Problem description
Among the entries below, find each line with "ApiError" and show it.

(Stored items)
━━━━━━━━━━━━━━━━━━━━

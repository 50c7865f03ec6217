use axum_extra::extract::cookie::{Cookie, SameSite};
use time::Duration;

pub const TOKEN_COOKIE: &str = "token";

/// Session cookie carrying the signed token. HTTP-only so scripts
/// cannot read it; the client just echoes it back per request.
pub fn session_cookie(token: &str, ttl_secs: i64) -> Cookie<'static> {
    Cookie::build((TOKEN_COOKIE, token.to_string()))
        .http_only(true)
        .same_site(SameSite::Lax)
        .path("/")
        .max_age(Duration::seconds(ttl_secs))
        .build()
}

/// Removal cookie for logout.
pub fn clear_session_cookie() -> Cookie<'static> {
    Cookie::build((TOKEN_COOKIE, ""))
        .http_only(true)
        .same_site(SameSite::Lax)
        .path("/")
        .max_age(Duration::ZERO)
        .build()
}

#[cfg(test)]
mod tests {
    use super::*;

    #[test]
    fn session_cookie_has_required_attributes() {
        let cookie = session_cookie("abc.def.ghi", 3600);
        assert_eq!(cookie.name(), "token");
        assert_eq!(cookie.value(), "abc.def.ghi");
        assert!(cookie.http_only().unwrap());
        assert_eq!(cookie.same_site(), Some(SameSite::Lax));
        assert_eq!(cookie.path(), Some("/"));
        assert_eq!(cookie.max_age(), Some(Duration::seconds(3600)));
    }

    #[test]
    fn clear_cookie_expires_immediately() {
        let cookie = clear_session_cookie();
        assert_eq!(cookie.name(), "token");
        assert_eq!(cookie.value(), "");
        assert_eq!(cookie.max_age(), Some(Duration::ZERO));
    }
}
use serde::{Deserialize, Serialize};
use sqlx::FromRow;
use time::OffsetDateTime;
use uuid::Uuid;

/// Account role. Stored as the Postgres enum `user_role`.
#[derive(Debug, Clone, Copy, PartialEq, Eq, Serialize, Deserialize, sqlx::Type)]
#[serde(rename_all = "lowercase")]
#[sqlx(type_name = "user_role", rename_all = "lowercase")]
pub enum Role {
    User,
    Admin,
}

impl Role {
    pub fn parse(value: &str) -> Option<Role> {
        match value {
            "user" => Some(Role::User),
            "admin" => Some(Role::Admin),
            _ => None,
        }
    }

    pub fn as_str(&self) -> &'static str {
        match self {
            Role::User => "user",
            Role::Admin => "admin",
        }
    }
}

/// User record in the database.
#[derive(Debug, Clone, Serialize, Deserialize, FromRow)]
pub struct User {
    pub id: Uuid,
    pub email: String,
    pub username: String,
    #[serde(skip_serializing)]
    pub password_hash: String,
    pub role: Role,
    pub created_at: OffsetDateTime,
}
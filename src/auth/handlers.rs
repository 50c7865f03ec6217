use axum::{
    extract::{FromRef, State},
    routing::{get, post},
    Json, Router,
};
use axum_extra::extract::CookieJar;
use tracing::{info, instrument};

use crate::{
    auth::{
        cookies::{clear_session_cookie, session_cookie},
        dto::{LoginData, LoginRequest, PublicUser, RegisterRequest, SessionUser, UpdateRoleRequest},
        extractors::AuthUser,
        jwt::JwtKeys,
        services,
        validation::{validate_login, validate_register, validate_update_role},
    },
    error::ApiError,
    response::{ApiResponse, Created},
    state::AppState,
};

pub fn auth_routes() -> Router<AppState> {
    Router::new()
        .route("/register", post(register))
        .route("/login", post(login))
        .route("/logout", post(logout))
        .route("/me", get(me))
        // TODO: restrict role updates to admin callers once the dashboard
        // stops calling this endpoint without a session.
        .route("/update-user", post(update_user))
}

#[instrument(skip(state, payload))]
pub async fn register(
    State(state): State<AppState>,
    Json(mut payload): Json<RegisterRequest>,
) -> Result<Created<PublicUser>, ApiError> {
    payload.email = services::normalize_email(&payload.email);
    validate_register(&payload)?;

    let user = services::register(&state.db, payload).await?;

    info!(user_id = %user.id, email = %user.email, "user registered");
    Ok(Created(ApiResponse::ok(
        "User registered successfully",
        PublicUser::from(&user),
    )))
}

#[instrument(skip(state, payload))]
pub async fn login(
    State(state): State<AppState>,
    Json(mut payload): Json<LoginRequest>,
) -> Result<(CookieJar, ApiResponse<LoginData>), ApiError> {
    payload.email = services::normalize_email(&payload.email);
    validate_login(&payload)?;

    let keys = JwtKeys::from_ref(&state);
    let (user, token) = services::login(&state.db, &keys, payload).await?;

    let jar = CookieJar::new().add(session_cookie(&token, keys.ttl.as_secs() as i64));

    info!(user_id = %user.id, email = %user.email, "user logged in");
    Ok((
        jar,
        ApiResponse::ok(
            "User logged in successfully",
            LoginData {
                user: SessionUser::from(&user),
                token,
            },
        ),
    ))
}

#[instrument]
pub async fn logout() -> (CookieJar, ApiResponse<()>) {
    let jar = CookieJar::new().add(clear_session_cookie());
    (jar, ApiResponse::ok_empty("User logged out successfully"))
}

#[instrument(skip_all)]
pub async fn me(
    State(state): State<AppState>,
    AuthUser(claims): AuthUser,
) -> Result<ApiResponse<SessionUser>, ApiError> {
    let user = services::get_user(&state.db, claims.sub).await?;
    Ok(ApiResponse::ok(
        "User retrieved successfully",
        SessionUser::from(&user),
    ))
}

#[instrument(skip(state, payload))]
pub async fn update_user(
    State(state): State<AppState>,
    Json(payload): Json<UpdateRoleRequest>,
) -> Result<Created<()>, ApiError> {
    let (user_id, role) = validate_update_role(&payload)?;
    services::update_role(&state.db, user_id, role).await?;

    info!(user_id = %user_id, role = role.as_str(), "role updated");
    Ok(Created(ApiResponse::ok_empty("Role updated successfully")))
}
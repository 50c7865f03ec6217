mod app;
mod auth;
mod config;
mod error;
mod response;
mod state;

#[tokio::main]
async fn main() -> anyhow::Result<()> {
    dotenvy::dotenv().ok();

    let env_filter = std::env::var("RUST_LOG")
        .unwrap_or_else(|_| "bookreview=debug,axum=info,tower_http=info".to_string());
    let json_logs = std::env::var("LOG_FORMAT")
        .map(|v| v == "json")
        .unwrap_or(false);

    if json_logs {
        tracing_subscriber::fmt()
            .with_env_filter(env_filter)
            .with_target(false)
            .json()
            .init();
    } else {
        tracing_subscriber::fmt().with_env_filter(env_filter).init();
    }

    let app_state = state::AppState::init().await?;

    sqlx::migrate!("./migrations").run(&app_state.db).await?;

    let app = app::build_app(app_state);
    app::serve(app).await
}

━━━━━━━━━━━━━━━━━━━━

Answer box
    error::ApiError,
) -> Result<Created<PublicUser>, ApiError> {
) -> Result<(CookieJar, ApiResponse<LoginData>), ApiError> {
) -> Result<ApiResponse<SessionUser>, ApiError> {
) -> Result<Created<()>, ApiError> {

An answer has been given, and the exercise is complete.